I’ve read more widely this year than I have in a long time. Here is a little jumbled list, covering novels, magazines, poetry collections and plays, of my favourites.

The Minotaur Takes A Cigarette Break by Steve Sherrill

I’ve already talked about this book here. Having had some time to dwell on it, I think what I most like about this book is the way it depicts the bizarre interaction of males with pinpoint accuracy. There’s a conflicted and emotionally confusing layer-cake about being male around other males, some unfulfilled sadness that manifests as envy, desire, and the aping of strange behaviours. There’s also something about Sherrill’s writing that dwells on the surface, but always with the hint that he could sink to incredibly depraved and dark depths, which I quite like.

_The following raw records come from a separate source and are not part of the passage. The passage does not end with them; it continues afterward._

use super::client::SessionPool;
use super::facade::RemoteConnectorFacade;
use super::RemoteFrameworkConnectionInfo;
use crate::connector::{Configuration, ConnectorInfo, ConnectorKey};
use crate::error::{FrameworkError, Result};
use crate::facade::ConnectorFacade;
use crate::protocol::AuthAccepted;
use arc_swap::ArcSwap;
use std::sync::Arc;
use tracing::info;

/// Connector infos published by one connector server.
pub struct RemoteConnectorInfoManager {
    sessions: Arc<SessionPool>,
    infos: ArcSwap<Vec<ConnectorInfo>>,
}

impl RemoteConnectorInfoManager {
    /// Authenticates and fetches the server's connector list.
    ///
    /// A rejected shared secret fails with [`FrameworkError::Authentication`].
    pub async fn connect(info: RemoteFrameworkConnectionInfo) -> Result<Self> {
        let manager = Self {
            sessions: Arc::new(SessionPool::new(info)),
            infos: ArcSwap::from_pointee(Vec::new()),
        };
        manager.refresh().await?;
        Ok(manager)
    }

    /// Re-reads the connector list from the server.
    pub async fn refresh(&self) -> Result<()> {
        let mut session = self.sessions.acquire().await?;
        let result = session.list_connector_infos().await;
        self.sessions.release(session);
        let infos = result?;

        info!(
            server = %self.sessions.info().address(),
            connectors = infos.len(),
            "Fetched remote connector infos"
        );
        self.infos.store(Arc::new(infos));
        Ok(())
    }

    pub fn connection_info(&self) -> &RemoteFrameworkConnectionInfo {
        self.sessions.info()
    }

    pub fn connector_infos(&self) -> Vec<ConnectorInfo> {
        self.infos.load().as_ref().clone()
    }

    pub fn find_connector_info(&self, key: &ConnectorKey) -> Option<ConnectorInfo> {
        self.infos.load().iter().find(|info| info.key() == key).cloned()
    }

    /// Version, start time and session id from the latest handshake.
    pub fn server_info(&self) -> Option<Arc<AuthAccepted>> {
        self.sessions.last_handshake()
    }

    /// Checks the configuration against the published schema before any
    /// request reaches the server.
    pub fn create_connector_facade(
        &self,
        key: &ConnectorKey,
        configuration: Configuration,
    ) -> Result<Arc<dyn ConnectorFacade>> {
        let info = self
            .find_connector_info(key)
            .ok_or_else(|| FrameworkError::ConnectorNotFound(key.clone()))?;
        let configuration = info.configuration_schema().apply(configuration)?;
        Ok(Arc::new(RemoteConnectorFacade::new(
            info,
            configuration,
            self.sessions.clone(),
        )))
    }

    /// Closes idle sessions; facades already handed out reconnect on use.
    pub fn close(&self) {
        self.sessions.close_idle();
    }
}
use anyhow::Context;
use clap::Parser;
use std::path::PathBuf;
use tracing::info;

use connector_host::commands;
use connector_host::config::{self, ServerSettings};
use connector_host::logging;
use connector_host::security::HashAlgorithm;

#[derive(Parser, Debug)]
#[command(name = "connector-host")]
#[command(about = "Hosts connectors and serves them to remote clients", long_about = None)]
struct Args {
    #[command(subcommand)]
    command: Option<Command>,

    /// Path to configuration file (TOML/JSON/YAML)
    #[arg(short, long, value_name = "FILE", global = true)]
    config: Option<PathBuf>,

    /// Enable debug logging
    #[arg(short, long, global = true)]
    debug: bool,
}

#[derive(Debug, clap::Subcommand)]
enum Command {
    /// Run the connector server (default)
    Serve,
    /// Validate configuration and scan connector bundles
    Check,
    /// Read a shared secret from stdin and print its hash for `server.keyHash`
    HashSecret {
        /// SHA256 or SHA512
        #[arg(long, default_value = "SHA256")]
        algorithm: HashAlgorithm,
    },
}

fn load_settings(path: Option<&PathBuf>) -> anyhow::Result<ServerSettings> {
    let settings = match path {
        Some(path) => config::load_from_path(path)
            .with_context(|| format!("failed to load configuration from {}", path.display()))?,
        None => config::load_from_env_or_file().context("failed to load configuration")?,
    };
    Ok(settings)
}

#[tokio::main]
async fn main() -> anyhow::Result<()> {
    let args = Args::parse();

    let command = args.command.unwrap_or(Command::Serve);
    if let Command::HashSecret { algorithm } = command {
        commands::run_hash_secret(algorithm)?;
        return Ok(());
    }

    let settings = load_settings(args.config.as_ref())?;
    let mut logging_config = settings.logging.clone();
    if args.debug {
        logging_config.level = "debug".to_string();
    }
    logging::init(&logging_config)?;

    match command {
        Command::Check => commands::run_config_check(settings)?,
        _ => {
            info!(version = env!("CARGO_PKG_VERSION"), "Starting connector server");
            commands::run_server(settings).await?;
        }
    }
    Ok(())
}
//! Connector server: exposes a local connector info manager over TCP.

pub mod http;
pub mod metrics;
pub mod session;

pub use http::MetricsEndpoint;
pub use metrics::ServerMetrics;
pub use session::SessionState;

use crate::bundle::LocalConnectorInfoManager;
use crate::config::ServerConfig;
use crate::error::Result;
use crate::security::SecretHash;
use chrono::Utc;
use session::{Session, SessionContext};
use std::future::Future;
use std::net::SocketAddr;
use std::sync::Arc;
use tokio::net::TcpListener;
use tokio::sync::Semaphore;
use tokio::task::JoinSet;
use tracing::{debug, error, info, warn};

pub struct ConnectorServer {
    listener: TcpListener,
    context: Arc<SessionContext>,
    max_connections: usize,
    metrics_endpoint: Option<MetricsEndpoint>,
}

impl ConnectorServer {
    /// Binds the listener immediately so [`local_addr`](Self::local_addr) is
    /// known before serving; port 0 picks a free port.
    /// The metrics endpoint, when `metrics_address` is set, starts here too.
    pub async fn bind(
        config: &ServerConfig,
        manager: Arc<LocalConnectorInfoManager>,
    ) -> Result<Self> {
        let key_hash: SecretHash = config.key_hash.parse()?;

        let listener = TcpListener::bind(config.address()).await?;
        let context = Arc::new(SessionContext {
            manager,
            key_hash,
            handshake_timeout: config.handshake_timeout(),
            started_at: Utc::now(),
            metrics: Arc::new(ServerMetrics::new()?),
        });

        let metrics_endpoint = match &config.metrics_address {
            Some(address) => Some(MetricsEndpoint::start(
                address,
                context.metrics.clone(),
                context.manager.pools().clone(),
            )?),
            None => None,
        };

        Ok(Self {
            listener,
            context,
            max_connections: config.max_connections.max(1),
            metrics_endpoint,
        })
    }

    pub fn local_addr(&self) -> Result<SocketAddr> {
        Ok(self.listener.local_addr()?)
    }

    pub fn metrics(&self) -> Arc<ServerMetrics> {
        self.context.metrics.clone()
    }

    pub fn manager(&self) -> &Arc<LocalConnectorInfoManager> {
        &self.context.manager
    }

    pub fn metrics_addr(&self) -> Option<SocketAddr> {
        self.metrics_endpoint.as_ref().map(MetricsEndpoint::local_addr)
    }

    pub async fn run(self) -> Result<()> {
        self.run_until(std::future::pending()).await
    }

    /// Serves until `shutdown` completes, then closes open sessions and
    /// disposes every pooled connector.
    pub async fn run_until<F>(mut self, shutdown: F) -> Result<()>
    where
        F: Future<Output = ()>,
    {
        let addr = self.local_addr()?;
        info!(%addr, max_connections = self.max_connections, "Connector server listening");

        let limiter = Arc::new(Semaphore::new(self.max_connections));
        let mut sessions = JoinSet::new();
        tokio::pin!(shutdown);

        loop {
            tokio::select! {
                _ = &mut shutdown => {
                    info!("Shutdown requested, no longer accepting connections");
                    break;
                }
                accepted = self.listener.accept() => {
                    let (stream, peer) = match accepted {
                        Ok(accepted) => accepted,
                        Err(e) => {
                            error!(error = %e, "Error accepting connection");
                            continue;
                        }
                    };

                    let Ok(permit) = limiter.clone().try_acquire_owned() else {
                        warn!(%peer, "Connection limit reached, closing connection");
                        self.context.metrics.connections_rejected.inc();
                        drop(stream);
                        continue;
                    };

                    if let Err(e) = stream.set_nodelay(true) {
                        debug!(%peer, error = %e, "Failed to set TCP_NODELAY");
                    }

                    debug!(%peer, "Accepted connection");
                    let context = self.context.clone();
                    sessions.spawn(async move {
                        let _permit = permit;
                        context.metrics.connections_total.inc();
                        context.metrics.connections_active.inc();
                        if let Err(e) = Session::new(stream, peer, context.clone()).run().await {
                            warn!(%peer, error = %e, "Session ended with error");
                        }
                        context.metrics.connections_active.dec();
                    });
                }
                Some(joined) = sessions.join_next(), if !sessions.is_empty() => {
                    if let Err(e) = joined {
                        if e.is_panic() {
                            error!(error = %e, "Session task panicked");
                        }
                    }
                }
            }
        }

        let open = sessions.len();
        sessions.shutdown().await;
        if open > 0 {
            info!(sessions = open, "Closed open sessions");
        }
        self.context.manager.dispose().await;
        if let Some(endpoint) = self.metrics_endpoint.take() {
            endpoint.stop().await;
        }
        info!("Connector server stopped");
        Ok(())
    }
}
pub mod configuration;
pub mod info;
pub mod key;
pub mod objects;
pub mod spi;

pub use configuration::{
    ConfigValue, Configuration, ConfigurationSchema, PropertySpec, PropertyType,
};
pub use info::{Capability, ConnectorInfo};
pub use key::ConnectorKey;
pub use objects::{
    AttributeInfo, AttributeSet, AttributeType, AttributeValue, ConnectorObject, Filter,
    ObjectClass, ObjectClassInfo, OperationOptions, Schema, Script, SearchResult, Uid,
};
pub use spi::{
    AuthenticateOp, Connector, ConnectorFactory, CreateOp, DeleteOp, PoolableConnector,
    ResultsHandler, SchemaOp, ScriptOnConnectorOp, SearchOp, TestOp, UpdateOp,
};
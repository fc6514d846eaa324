use crate::pool::PoolConfig;
use crate::security::DEFAULT_ENCRYPTOR;
use serde::{Deserialize, Serialize};
use std::path::PathBuf;
use std::time::Duration;

#[derive(Debug, Clone, Default, Deserialize, Serialize)]
#[serde(rename_all = "camelCase")]
pub struct ServerSettings {
    #[serde(default)]
    pub server: ServerConfig,
    #[serde(default)]
    pub bundles: BundlesConfig,
    #[serde(default)]
    pub pool: PoolSettings,
    #[serde(default)]
    pub operation_timeout_ms: Option<u64>,
    #[serde(default)]
    pub security: SecurityConfig,
    #[serde(default)]
    pub logging: LoggingConfig,
}

impl ServerSettings {
    pub fn operation_timeout(&self) -> Option<Duration> {
        self.operation_timeout_ms.map(Duration::from_millis)
    }
}

#[derive(Debug, Clone, Deserialize, Serialize)]
#[serde(rename_all = "camelCase")]
pub struct ServerConfig {
    #[serde(default = "default_host")]
    pub host: String,
    #[serde(default = "default_port")]
    pub port: u16,
    /// `SecretHash` text of the shared secret clients must present.
    #[serde(default)]
    pub key_hash: String,
    #[serde(default = "default_handshake_timeout")]
    pub handshake_timeout_ms: u64,
    #[serde(default = "default_max_connections")]
    pub max_connections: usize,
    /// Serves `GET /metrics` on this address when set.
    #[serde(default)]
    pub metrics_address: Option<String>,
}

impl ServerConfig {
    pub fn address(&self) -> String {
        format!("{}:{}", self.host, self.port)
    }

    pub fn handshake_timeout(&self) -> Duration {
        Duration::from_millis(self.handshake_timeout_ms)
    }
}

impl Default for ServerConfig {
    fn default() -> Self {
        Self {
            host: default_host(),
            port: default_port(),
            key_hash: String::new(),
            handshake_timeout_ms: default_handshake_timeout(),
            max_connections: default_max_connections(),
            metrics_address: None,
        }
    }
}

#[derive(Debug, Clone, Default, Deserialize, Serialize)]
#[serde(rename_all = "camelCase")]
pub struct BundlesConfig {
    #[serde(default)]
    pub paths: Vec<PathBuf>,
}

#[derive(Debug, Clone, Deserialize, Serialize)]
#[serde(rename_all = "camelCase")]
pub struct PoolSettings {
    #[serde(default = "default_max_objects")]
    pub max_objects: usize,
    #[serde(default = "default_max_idle")]
    pub max_idle: usize,
    #[serde(default = "default_min_idle")]
    pub min_idle: usize,
    #[serde(default = "default_max_wait")]
    pub max_wait_ms: u64,
    #[serde(default = "default_min_evictable_idle")]
    pub min_evictable_idle_ms: u64,
    #[serde(default = "default_eviction_interval")]
    pub eviction_interval_ms: u64,
}

impl PoolSettings {
    pub fn to_pool_config(&self) -> PoolConfig {
        PoolConfig {
            max_objects: self.max_objects,
            max_idle: self.max_idle,
            min_idle: self.min_idle,
            max_wait: Duration::from_millis(self.max_wait_ms),
            min_evictable_idle: Duration::from_millis(self.min_evictable_idle_ms),
        }
    }

    pub fn eviction_interval(&self) -> Duration {
        Duration::from_millis(self.eviction_interval_ms)
    }
}

impl Default for PoolSettings {
    fn default() -> Self {
        Self {
            max_objects: default_max_objects(),
            max_idle: default_max_idle(),
            min_idle: default_min_idle(),
            max_wait_ms: default_max_wait(),
            min_evictable_idle_ms: default_min_evictable_idle(),
            eviction_interval_ms: default_eviction_interval(),
        }
    }
}

#[derive(Debug, Clone, Deserialize, Serialize)]
#[serde(rename_all = "camelCase")]
pub struct SecurityConfig {
    #[serde(default = "default_encryptor")]
    pub encryptor: String,
}

impl Default for SecurityConfig {
    fn default() -> Self {
        Self {
            encryptor: default_encryptor(),
        }
    }
}

#[derive(Debug, Clone, Copy, PartialEq, Eq, Default, Deserialize, Serialize)]
#[serde(rename_all = "lowercase")]
pub enum LogFormat {
    #[default]
    Text,
    Json,
}

#[derive(Debug, Clone, Deserialize, Serialize)]
#[serde(rename_all = "camelCase")]
pub struct LoggingConfig {
    #[serde(default = "default_log_level")]
    pub level: String,
    #[serde(default)]
    pub format: LogFormat,
}

impl Default for LoggingConfig {
    fn default() -> Self {
        Self {
            level: default_log_level(),
            format: LogFormat::default(),
        }
    }
}

fn default_host() -> String {
    "127.0.0.1".to_string()
}

fn default_port() -> u16 {
    8759
}

fn default_handshake_timeout() -> u64 {
    10_000
}

fn default_max_connections() -> usize {
    256
}

fn default_max_objects() -> usize {
    10
}

fn default_max_idle() -> usize {
    10
}

fn default_min_idle() -> usize {
    1
}

fn default_max_wait() -> u64 {
    150_000
}

fn default_min_evictable_idle() -> u64 {
    120_000
}

fn default_eviction_interval() -> u64 {
    60_000
}

fn default_encryptor() -> String {
    DEFAULT_ENCRYPTOR.to_string()
}

fn default_log_level() -> String {
    "info".to_string()
}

The Body Artist by Don DeLillo

I read two DeLillo books this year, the other being Point Omega. It’s difficult to say I enjoyed his work, exactly, partly because there is a quality to his work that leaves you feeling completely gutted out and empty afterwards. He has plenty of unusual ideas, however, and The Body Artist, essentially a ghost story, is unlike any other ghost story you will have read (probably. I don’t know what you’ve read). Eerie and cold and distant, it lingers in the mind afterwards.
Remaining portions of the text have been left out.